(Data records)
____________
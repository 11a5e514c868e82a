use serde::{Deserialize, Serialize};

use salesguard_core::{DomainError, DomainResult, Entity, uuid_id};
use salesguard_parties::ClientTypeId;
use salesguard_products::{CategoryId, ProductId};

use crate::axis::Axis;
use crate::percentage::Percentage;

uuid_id!(
    /// Discount rule identifier.
    RuleId,
    "RuleId"
);

fn default_min_quantity() -> f64 {
    1.0
}

/// Unvalidated rule attributes, as submitted by an administrator.
#[derive(Debug, Clone, PartialEq, Serialize, Deserialize)]
pub struct RuleSpec {
    #[serde(default)]
    pub client_type: Axis<ClientTypeId>,
    #[serde(default)]
    pub product: Axis<ProductId>,
    #[serde(default)]
    pub category: Axis<CategoryId>,
    #[serde(default = "default_min_quantity")]
    pub min_quantity: f64,
    pub discount_percentage: f64,
}

impl RuleSpec {
    /// Wildcard on every axis, minimum quantity 1.
    pub fn new(discount_percentage: f64) -> Self {
        Self {
            client_type: Axis::Any,
            product: Axis::Any,
            category: Axis::Any,
            min_quantity: default_min_quantity(),
            discount_percentage,
        }
    }

    pub fn for_client_type(mut self, client_type: ClientTypeId) -> Self {
        self.client_type = Axis::Specific(client_type);
        self
    }

    pub fn for_product(mut self, product: ProductId) -> Self {
        self.product = Axis::Specific(product);
        self
    }

    pub fn for_category(mut self, category: CategoryId) -> Self {
        self.category = Axis::Specific(category);
        self
    }

    pub fn min_quantity(mut self, min_quantity: f64) -> Self {
        self.min_quantity = min_quantity;
        self
    }

    /// Validate into a rule.
    pub fn build(&self, id: RuleId) -> DomainResult<DiscountRule> {
        if !self.min_quantity.is_finite() || self.min_quantity < 0.0 {
            return Err(DomainError::validation(
                "min_quantity must be a finite, non-negative number",
            ));
        }
        Ok(DiscountRule {
            id,
            client_type: self.client_type,
            product: self.product,
            category: self.category,
            min_quantity: self.min_quantity,
            discount: Percentage::new(self.discount_percentage)?,
        })
    }
}

/// A validated discount rule. Always owned by exactly one policy.
#[derive(Debug, Clone, PartialEq, Serialize, Deserialize)]
pub struct DiscountRule {
    id: RuleId,
    client_type: Axis<ClientTypeId>,
    product: Axis<ProductId>,
    category: Axis<CategoryId>,
    min_quantity: f64,
    discount: Percentage,
}

impl DiscountRule {
    pub fn id_typed(&self) -> RuleId {
        self.id
    }

    pub fn client_type(&self) -> Axis<ClientTypeId> {
        self.client_type
    }

    pub fn product(&self) -> Axis<ProductId> {
        self.product
    }

    pub fn category(&self) -> Axis<CategoryId> {
        self.category
    }

    pub fn min_quantity(&self) -> f64 {
        self.min_quantity
    }

    pub fn discount(&self) -> Percentage {
        self.discount
    }

    /// Canonical listing order: ascending minimum quantity, then id.
    pub fn canonical_cmp(&self, other: &Self) -> core::cmp::Ordering {
        self.min_quantity
            .total_cmp(&other.min_quantity)
            .then_with(|| self.id.cmp(&other.id))
    }
}

impl Entity for DiscountRule {
    type Id = RuleId;

    fn id(&self) -> &Self::Id {
        &self.id
    }
}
____________
§ **What is expected**:
Set every line of the data down again, word for word.

§ **Answer section**:
repository 11a5e514c868e82a
use serde::{Deserialize, Serialize};

use salesguard_core::{DomainError, DomainResult, Entity, uuid_id};
use salesguard_parties::ClientTypeId;
use salesguard_products::{CategoryId, ProductId};

use crate::axis::Axis;
use crate::percentage::Percentage;

uuid_id!(
    /// Discount rule identifier.
    RuleId,
    "RuleId"
);

fn default_min_quantity() -> f64 {
    1.0
}

/// Unvalidated rule attributes, as submitted by an administrator.
#[derive(Debug, Clone, PartialEq, Serialize, Deserialize)]
pub struct RuleSpec {
    #[serde(default)]
    pub client_type: Axis<ClientTypeId>,
    #[serde(default)]
    pub product: Axis<ProductId>,
    #[serde(default)]
    pub category: Axis<CategoryId>,
    #[serde(default = "default_min_quantity")]
    pub min_quantity: f64,
    pub discount_percentage: f64,
}

impl RuleSpec {
    /// Wildcard on every axis, minimum quantity 1.
    pub fn new(discount_percentage: f64) -> Self {
        Self {
            client_type: Axis::Any,
            product: Axis::Any,
            category: Axis::Any,
            min_quantity: default_min_quantity(),
            discount_percentage,
        }
    }

    pub fn for_client_type(mut self, client_type: ClientTypeId) -> Self {
        self.client_type = Axis::Specific(client_type);
        self
    }

    pub fn for_product(mut self, product: ProductId) -> Self {
        self.product = Axis::Specific(product);
        self
    }

    pub fn for_category(mut self, category: CategoryId) -> Self {
        self.category = Axis::Specific(category);
        self
    }

    pub fn min_quantity(mut self, min_quantity: f64) -> Self {
        self.min_quantity = min_quantity;
        self
    }

    /// Validate into a rule.
    pub fn build(&self, id: RuleId) -> DomainResult<DiscountRule> {
        if !self.min_quantity.is_finite() || self.min_quantity < 0.0 {
            return Err(DomainError::validation(
                "min_quantity must be a finite, non-negative number",
            ));
        }
        Ok(DiscountRule {
            id,
            client_type: self.client_type,
            product: self.product,
            category: self.category,
            min_quantity: self.min_quantity,
            discount: Percentage::new(self.discount_percentage)?,
        })
    }
}

/// A validated discount rule. Always owned by exactly one policy.
#[derive(Debug, Clone, PartialEq, Serialize, Deserialize)]
pub struct DiscountRule {
    id: RuleId,
    client_type: Axis<ClientTypeId>,
    product: Axis<ProductId>,
    category: Axis<CategoryId>,
    min_quantity: f64,
    discount: Percentage,
}

impl DiscountRule {
    pub fn id_typed(&self) -> RuleId {
        self.id
    }

    pub fn client_type(&self) -> Axis<ClientTypeId> {
        self.client_type
    }

    pub fn product(&self) -> Axis<ProductId> {
        self.product
    }

    pub fn category(&self) -> Axis<CategoryId> {
        self.category
    }

    pub fn min_quantity(&self) -> f64 {
        self.min_quantity
    }

    pub fn discount(&self) -> Percentage {
        self.discount
    }

    /// Canonical listing order: ascending minimum quantity, then id.
    pub fn canonical_cmp(&self, other: &Self) -> core::cmp::Ordering {
        self.min_quantity
            .total_cmp(&other.min_quantity)
            .then_with(|| self.id.cmp(&other.id))
    }
}

impl Entity for DiscountRule {
    type Id = RuleId;

    fn id(&self) -> &Self::Id {
        &self.id
    }
}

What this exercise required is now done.